The next two days were filled with day tours out of Dublin. The Newgrange Tour by Mary Gibbons covered the Boyne Valley including Newgrange, a megalithic passage tomb and the Hill of Tara, the ancient royal site of the Irish High Kings.
Newgrange was constructed so that each year, the winter solstice sunrise would illuminate the inner passage and chamber. It was thrilling to stand in a structure that, having been built over 5000 years ago, is older than the pyramids in Egypt. Entering the ancient tomb was the highlight of my trip.
Our final bus tour, with Bus Éireann, was to Powerscourt and Glendalough. Powerscourt, an estate situated in the mountains of Wicklow, is famous for its gardens. The grounds include Italian and Japanese gardens, a walled garden, and a pet cemetery. Glendalough, meaning “valley of the two lakes,” was a monastic settlement founded by St. Kevin in the 6th century. After a guided tour around the ruins, a walk to the upper and lower lakes offered exquisite scenery.

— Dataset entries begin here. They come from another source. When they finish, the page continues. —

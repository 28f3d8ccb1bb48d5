use super::Store;
use crate::repositories::{CreateExercise, ExerciseFilter};
use anyhow::Result;
use async_trait::async_trait;
use chrono::Utc;
use exercise_tracker_shared::{Exercise, User};
use tokio::sync::RwLock;
use tracing::debug;
use uuid::Uuid;

#[derive(Debug, Default)]
struct Collections {
    users: Vec<User>,
    exercises: Vec<Exercise>,
}

/// In-process store; contents are lost on restart
#[derive(Debug, Default)]
pub struct MemoryStore {
    inner: RwLock<Collections>,
}

impl MemoryStore {
    pub fn new() -> Self {
        Self::default()
    }
}

#[async_trait]
impl Store for MemoryStore {
    async fn create_user(&self, username: &str) -> Result<User> {
        let user = User {
            id: Uuid::new_v4(),
            username: username.to_string(),
            created_at: Utc::now(),
        };
        self.inner.write().await.users.push(user.clone());
        Ok(user)
    }

    async fn find_user(&self, id: Uuid) -> Result<Option<User>> {
        let inner = self.inner.read().await;
        Ok(inner.users.iter().find(|u| u.id == id).cloned())
    }

    async fn list_users(&self) -> Result<Vec<User>> {
        Ok(self.inner.read().await.users.clone())
    }

    async fn delete_all_users(&self) -> Result<u64> {
        let removed = std::mem::take(&mut self.inner.write().await.users);
        Ok(removed.len() as u64)
    }

    async fn create_exercise(&self, input: CreateExercise) -> Result<Exercise> {
        let exercise = Exercise {
            id: Uuid::new_v4(),
            user_id: input.user_id,
            username: input.username,
            description: input.description,
            duration: input.duration,
            date: input.date,
            created_at: Utc::now(),
        };
        self.inner.write().await.exercises.push(exercise.clone());
        Ok(exercise)
    }

    async fn find_exercises(&self, filter: &ExerciseFilter) -> Result<Vec<Exercise>> {
        let inner = self.inner.read().await;
        let matching = inner.exercises.iter().filter(|e| filter.matches(e)).cloned();

        Ok(match filter.limit {
            Some(limit) => matching.take(limit).collect(),
            None => matching.collect(),
        })
    }

    async fn delete_all_exercises(&self) -> Result<u64> {
        let removed = std::mem::take(&mut self.inner.write().await.exercises);
        Ok(removed.len() as u64)
    }

    async fn sync_indexes(&self) -> Result<()> {
        debug!("Memory store has no indexes to sync");
        Ok(())
    }

    async fn health_check(&self) -> Result<()> {
        Ok(())
    }
}
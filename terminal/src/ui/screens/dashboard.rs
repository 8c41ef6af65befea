//! # Dashboard Screen
//!
//! Wallet balance, trade statistics, order entry, live price and the most
//! recent trades.

use shared::{format_price, format_timestamp};

use crate::app::{App, AppState, Screen};
use crate::ui::theme::Theme;
use crate::ui::widgets::{price_widget, stats_cards, tables, trade_form, wallet_card};

/// Trades listed under "Recent Trades".
const RECENT_TRADES: usize = 5;

pub fn render(ui: &mut egui::Ui, state: &AppState, app: &mut App) {
    let theme = Theme::default();

    egui::ScrollArea::vertical().show(ui, |ui| {
        if let Some(user) = &state.store.auth.user {
            ui.heading(format!("Welcome back, {}", user.display_name()));
            ui.add_space(8.0);
        }

        ui.horizontal_top(|ui| {
            if wallet_card::render_wallet_card(ui, &state.store.wallet, &theme) {
                app.fetch_wallet(true);
            }
            ui.add_space(8.0);
            stats_cards::render_stats_cards(ui, &state.store.stats(), &theme);
        });

        ui.add_space(12.0);

        ui.columns(2, |columns| {
            let last_price = state
                .live_price
                .current
                .as_ref()
                .filter(|p| p.symbol == state.trade_form.symbol)
                .map(|p| p.price);
            trade_form::render_trade_form(&mut columns[0], &state.trade_form, last_price, app, &theme);
            price_widget::render_price_widget(&mut columns[1], &state.live_price, app, &theme);
        });

        ui.add_space(12.0);
        ui.horizontal(|ui| {
            ui.label(egui::RichText::new("Recent Trades").size(18.0).strong());
            if ui.link("View all").clicked() {
                app.handle_screen_change(Screen::Trades);
            }
        });

        let recent = state.store.trades.recent(RECENT_TRADES);
        if recent.is_empty() {
            let hint = if state.store.trades.loading { "Loading trades..." } else { "No trades yet" };
            tables::render_empty_state(ui, hint, Some("Place your first trade above."), &theme);
            return;
        }

        tables::render_table(
            ui,
            "recent_trades",
            tables::TableConfig { num_columns: 6, ..Default::default() },
            &["Pair", "Side", "Qty", "Price", "P&L", "Opened"],
            &theme,
            |ui| {
                for trade in recent {
                    ui.label(&trade.symbol);
                    tables::render_side_cell(ui, trade.side, &theme);
                    ui.label(trade.quantity.to_string());
                    ui.label(format_price(trade.price));
                    tables::render_pnl_cell(ui, trade, "open", &theme);
                    ui.label(format_timestamp(&trade.created_at));
                    ui.end_row();
                }
            },
        );
    });
}
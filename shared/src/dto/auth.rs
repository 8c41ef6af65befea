use serde::{Deserialize, Serialize};

/// Login request
#[derive(Debug, Clone, Serialize, Deserialize, PartialEq, Eq)]
pub struct LoginRequest {
    pub email: String,
    pub password: String,
}

/// Registration request
#[derive(Debug, Clone, Serialize, Deserialize, PartialEq, Eq)]
#[serde(rename_all = "camelCase")]
pub struct RegisterRequest {
    pub full_name: String,
    pub email: String,
    pub password: String,
    pub phone_no: String,
    pub address: String,
}

/// Authentication response (login/register success)
///
/// Registration may answer without a token; the client then logs in with the
/// same credentials.
#[derive(Debug, Clone, Serialize, Deserialize, PartialEq)]
#[serde(rename_all = "camelCase")]
pub struct AuthResponse {
    #[serde(default, skip_serializing_if = "Option::is_none")]
    pub access_token: Option<String>,
    pub user: User,
}

/// User record as returned by the backend and persisted with the session
#[derive(Debug, Clone, Serialize, Deserialize, PartialEq)]
#[serde(rename_all = "camelCase")]
pub struct User {
    #[serde(rename = "_id", alias = "id")]
    pub id: String,
    #[serde(default)]
    pub full_name: String,
    pub email: String,
    #[serde(default)]
    pub phone_no: String,
    #[serde(default)]
    pub address: String,
    /// Balance snapshot taken when the user record was issued
    #[serde(default)]
    pub balance: f64,
}

impl User {
    /// Name to greet the user with; falls back to the email address.
    pub fn display_name(&self) -> &str {
        if self.full_name.trim().is_empty() {
            &self.email
        } else {
            &self.full_name
        }
    }
}

#[cfg(test)]
mod tests {
    use super::*;

    #[test]
    fn test_user_accepts_mongo_id() {
        let json = r#"{"_id":"u1","fullName":"Ada Lovelace","email":"ada@example.com","phoneNo":"555","address":"London","balance":10000}"#;
        let user: User = serde_json::from_str(json).unwrap();
        assert_eq!(user.id, "u1");
        assert_eq!(user.full_name, "Ada Lovelace");
        assert_eq!(user.balance, 10_000.0);
    }

    #[test]
    fn test_user_accepts_plain_id_and_missing_optionals() {
        let json = r#"{"id":"u2","email":"bob@example.com"}"#;
        let user: User = serde_json::from_str(json).unwrap();
        assert_eq!(user.id, "u2");
        assert_eq!(user.display_name(), "bob@example.com");
        assert_eq!(user.balance, 0.0);
    }

    #[test]
    fn test_register_request_is_camel_case() {
        let request = RegisterRequest {
            full_name: "Ada".to_string(),
            email: "ada@example.com".to_string(),
            password: "secret123".to_string(),
            phone_no: "555".to_string(),
            address: "London".to_string(),
        };
        let value = serde_json::to_value(&request).unwrap();
        assert_eq!(value["fullName"], "Ada");
        assert_eq!(value["phoneNo"], "555");
    }

    #[test]
    fn test_auth_response_without_token() {
        let json = r#"{"user":{"_id":"u1","email":"ada@example.com"}}"#;
        let response: AuthResponse = serde_json::from_str(json).unwrap();
        assert!(response.access_token.is_none());
    }
}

Our last full day in Dublin, we toured Number 29, on Fitzwilliam Street Lower, a Georgian home exhibiting upper middle class Dublin life between 1790-1820, and the National Museum of Ireland Archaeology. The museum houses many Irish antiquities, including the Tara Brooch, a decorative, silver-gilt brooch created in the 8th century. But what really set my spine tingling were the bog bodies, discovered in the peat bogs of Ireland and thought to be over 2,000 years old. It is believed that the well-preserved bodies were victims of ancient human sacrifice.

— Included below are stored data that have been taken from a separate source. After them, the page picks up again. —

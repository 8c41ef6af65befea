//! # Screen Modules
//!
//! Each screen module contains the rendering logic for one screen of the
//! application.
//!
//! - **[`auth`]**: Sign in and account creation forms
//! - **[`dashboard`]**: Wallet card, trade statistics, order entry and live price
//! - **[`trades`]**: Trade history with close actions
//! - **[`wallet`]**: Balance, deposits, withdrawals and transaction history
//! - **[`notifications`]**: Inbox, price alerts and delivery settings
//! - **[`profile`]**: Account details, preferences and security
//! - **[`docs`]**: Bundled trading guides and tutorials
//!
//! ## Rendering Pattern
//!
//! ```rust,ignore
//! pub fn render(ui: &mut egui::Ui, state: &AppState, app: &mut App) {
//!     // Read from the snapshot, edit local copies of form buffers,
//!     // write changed buffers back and call app.handle_* for actions.
//! }
//! ```
//!
//! Screens receive a **cloned state snapshot**, so no lock is held while
//! widgets are laid out. User actions go through `App` methods which take the
//! lock briefly and spawn any network work.

pub mod auth;
pub mod dashboard;
pub mod docs;
pub mod notifications;
pub mod profile;
pub mod trades;
pub mod wallet;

That evening, before dragging my reluctant boyfriend to join the Music Pub Crawl starting at the tourist-friendly Oliver St. John Gogarty’s, we had a drink at Dawson Lounge, which purports to be the smallest pub in the world.
We had some time to spare before our train the next day so we made our last stop in Dublin at the Guinness Storehouse, which takes you through the brewing process and the history of Guinness advertising before offering a free taste of the dark beer (and a great view of Dublin) at the Gravity Bar.